Python ★ 7.2k updated 3mo ago

PDF GPT allows you to chat with the contents of your PDF file by using GPT capabilities. The most effective open source solution to turn your pdf files in a chatbot!

A Python app that lets you upload a PDF and ask questions about it. It finds the most relevant sections and sends them to OpenAI to generate precise answers, with optional page-number citations.

PythonOpenAI APIUniversal Sentence EncoderDockersetup: moderatecomplexity 2/5

pdfGPT is a Python application that lets you ask questions about a PDF document and get answers generated by an AI model. You upload a PDF file or provide a URL to one, then type a question, and the application finds the most relevant sections of the document and sends them to OpenAI to generate a precise answer. The author claims it was one of the earliest open-source systems of this kind, first released in 2021, and argues it remains more accurate than many later alternatives because of its simple architecture.
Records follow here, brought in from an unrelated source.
use super::error::AuthError;
use super::principal::Principal;
use super::roles::{Role, RoleSet, StoredRoles};

/// Roles allowed to see contact details (phone numbers) of other accounts.
pub const CONTACT_VIEWER_ROLES: [Role; 2] = [Role::Admin, Role::Expert];

/// Succeeds when the principal holds at least one of `required`.
///
/// A principal whose stored roles could not be read is an integrity fault,
/// reported as `AuthorizationMisconfigured` rather than a plain denial.
pub fn authorize(principal: &Principal, required: &RoleSet) -> Result<(), AuthError> {
    let held = match &principal.roles {
        StoredRoles::Valid(set) => set,
        StoredRoles::Missing => {
            tracing::error!(target: "identity.authz", user_id = principal.id, "principal has no role collection");
            return Err(AuthError::AuthorizationMisconfigured { user_id: principal.id, detail: "role collection missing".into() });
        }
        StoredRoles::Malformed { raw, reason } => {
            tracing::error!(target: "identity.authz", user_id = principal.id, raw = %raw, reason = %reason, "principal role collection is corrupt");
            return Err(AuthError::AuthorizationMisconfigured { user_id: principal.id, detail: format!("role collection unreadable: {reason}") });
        }
    };
    if held.intersects(required) {
        return Ok(());
    }
    tracing::debug!(target: "identity.authz", user_id = principal.id, held = %held, required = %required, "role gate denied");
    Err(AuthError::Forbidden { held: held.clone(), required: required.clone() })
}

/// Whether `viewer` may see phone numbers in profile output.
pub fn can_view_contact_details(viewer: &Principal) -> bool {
    CONTACT_VIEWER_ROLES.iter().any(|r| viewer.has_role(*r))
}
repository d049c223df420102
pub mod config;
pub mod error;
pub mod identity;
pub mod server;
pub mod storage;
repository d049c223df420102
//! Runtime settings for the identity layer.
//!
//! A single `Settings` value is built at startup and handed to every component
//! that needs it. Nothing reads the environment after construction.

use serde::{Deserialize, Serialize};

/// Longest session lifetime accepted from configuration (365 days).
pub const MAX_SESSION_TTL_SECS: i64 = 365 * 24 * 60 * 60;

#[derive(Debug, Clone, Serialize, Deserialize, PartialEq, Eq)]
pub struct HashingSettings {
    /// Argon2 memory cost in KiB
    pub memory_kib: u32,
    pub iterations: u32,
    pub parallelism: u32,
}

impl Default for HashingSettings {
    fn default() -> Self {
        // argon2 crate defaults (19 MiB, 2 passes, 1 lane)
        Self { memory_kib: 19 * 1024, iterations: 2, parallelism: 1 }
    }
}

impl HashingSettings {
    /// Cheapest parameters Argon2 accepts; only meant for tests and benches.
    pub fn fast_insecure() -> Self { Self { memory_kib: 8, iterations: 1, parallelism: 1 } }
}

#[derive(Debug, Clone, Serialize, Deserialize, PartialEq, Eq)]
pub struct Settings {
    pub http_port: u16,
    pub cookie_name: String,
    pub header_name: String,
    pub session_ttl_secs: i64,
    /// Mark the session cookie `Secure`; disable only for plain-http development.
    pub cookie_secure: bool,
    /// Case-insensitive user-agent substring identifying browser clients.
    pub web_client_marker: String,
    /// Expired-session sweep period; 0 keeps purely lazy invalidation.
    pub sweep_interval_secs: u64,
    /// Record the client address from `X-Forwarded-For`. Enable only behind a proxy that sets it.
    #[serde(default)]
    pub trust_forwarded_for: bool,
    pub hashing: HashingSettings,
    #[serde(default)]
    pub bootstrap_admin: Option<BootstrapAdmin>,
}

#[derive(Debug, Clone, Serialize, Deserialize, PartialEq, Eq)]
pub struct BootstrapAdmin {
    pub username: String,
    pub password: String,
}

impl Default for Settings {
    fn default() -> Self {
        Self {
            http_port: 8000,
            cookie_name: "session_id".to_string(),
            header_name: "X-Session-ID".to_string(),
            session_ttl_secs: 24 * 60 * 60,
            cookie_secure: true,
            web_client_marker: "web".to_string(),
            sweep_interval_secs: 0,
            trust_forwarded_for: false,
            hashing: HashingSettings::default(),
            bootstrap_admin: None,
        }
    }
}

impl Settings {
    /// Out-of-range values clamp to [`MAX_SESSION_TTL_SECS`]; `validate` rejects them up front.
    pub fn session_ttl(&self) -> chrono::Duration {
        chrono::Duration::try_seconds(self.session_ttl_secs.clamp(1, MAX_SESSION_TTL_SECS))
            .unwrap_or_else(|| chrono::Duration::days(365))
    }

    /// Build settings from `CAREBRIDGE_*` environment variables, falling back to defaults.
    pub fn from_env() -> anyhow::Result<Self> {
        Self::from_lookup(|k| std::env::var(k).ok())
    }

    /// Same as [`Settings::from_env`] over an arbitrary key lookup.
    pub fn from_lookup<F>(get: F) -> anyhow::Result<Self>
    where
        F: Fn(&str) -> Option<String>,
    {
        use anyhow::Context;

        fn parsed<T: std::str::FromStr>(raw: Option<String>, key: &str, default: T) -> anyhow::Result<T>
        where
            T::Err: std::fmt::Display,
        {
            match raw {
                Some(v) => v.trim().parse::<T>().map_err(|e| anyhow::anyhow!("{key}={v:?}: {e}")),
                None => Ok(default),
            }
        }

        let d = Settings::default();
        let bootstrap_admin = match (get("CAREBRIDGE_ADMIN_USERNAME"), get("CAREBRIDGE_ADMIN_PASSWORD")) {
            (Some(username), Some(password)) => Some(BootstrapAdmin { username, password }),
            (None, None) => None,
            _ => anyhow::bail!("CAREBRIDGE_ADMIN_USERNAME and CAREBRIDGE_ADMIN_PASSWORD must be set together"),
        };
        let settings = Settings {
            http_port: parsed(get("CAREBRIDGE_HTTP_PORT"), "CAREBRIDGE_HTTP_PORT", d.http_port)?,
            cookie_name: get("CAREBRIDGE_COOKIE_NAME").unwrap_or(d.cookie_name),
            header_name: get("CAREBRIDGE_HEADER_NAME").unwrap_or(d.header_name),
            session_ttl_secs: parsed(get("CAREBRIDGE_SESSION_TTL_SECS"), "CAREBRIDGE_SESSION_TTL_SECS", d.session_ttl_secs)?,
            cookie_secure: parsed(get("CAREBRIDGE_COOKIE_SECURE"), "CAREBRIDGE_COOKIE_SECURE", d.cookie_secure)?,
            web_client_marker: get("CAREBRIDGE_WEB_CLIENT_MARKER").unwrap_or(d.web_client_marker),
            sweep_interval_secs: parsed(get("CAREBRIDGE_SWEEP_INTERVAL_SECS"), "CAREBRIDGE_SWEEP_INTERVAL_SECS", d.sweep_interval_secs)?,
            trust_forwarded_for: parsed(get("CAREBRIDGE_TRUST_FORWARDED_FOR"), "CAREBRIDGE_TRUST_FORWARDED_FOR", d.trust_forwarded_for)?,
            hashing: HashingSettings {
                memory_kib: parsed(get("CAREBRIDGE_ARGON2_MEMORY_KIB"), "CAREBRIDGE_ARGON2_MEMORY_KIB", d.hashing.memory_kib)?,
                iterations: parsed(get("CAREBRIDGE_ARGON2_ITERATIONS"), "CAREBRIDGE_ARGON2_ITERATIONS", d.hashing.iterations)?,
                parallelism: parsed(get("CAREBRIDGE_ARGON2_PARALLELISM"), "CAREBRIDGE_ARGON2_PARALLELISM", d.hashing.parallelism)?,
            },
            bootstrap_admin,
        };
        settings.validate().context("invalid settings")?;
        Ok(settings)
    }

    pub fn validate(&self) -> anyhow::Result<()> {
        if self.cookie_name.trim().is_empty() { anyhow::bail!("cookie name must not be empty"); }
        if self.header_name.trim().is_empty() { anyhow::bail!("header name must not be empty"); }
        if self.session_ttl_secs <= 0 { anyhow::bail!("session ttl must be positive"); }
        if self.session_ttl_secs > MAX_SESSION_TTL_SECS {
            anyhow::bail!("session ttl must be at most {MAX_SESSION_TTL_SECS} seconds");
        }
        Ok(())
    }
}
The technical approach works like this: the application splits the PDF into small chunks of about 150 words each. It then generates a numerical representation (called an embedding) of each chunk using a deep learning encoder called the Universal Sentence Encoder. When you ask a question, the application generates an embedding of your question and uses a nearest-neighbor search to find the five chunks most similar to it. Those five chunks are inserted into a prompt sent to OpenAI, which generates the final answer. The responses can include page number citations in square brackets so you can locate the source in the original document.

One design choice that distinguishes this project from some alternatives is that it does not use a vector database or a third-party orchestration library like LangChain. The embeddings are saved to a file on disk and reloaded on subsequent queries. The application supports OpenAI GPT models including GPT-3.5 Turbo and GPT-4.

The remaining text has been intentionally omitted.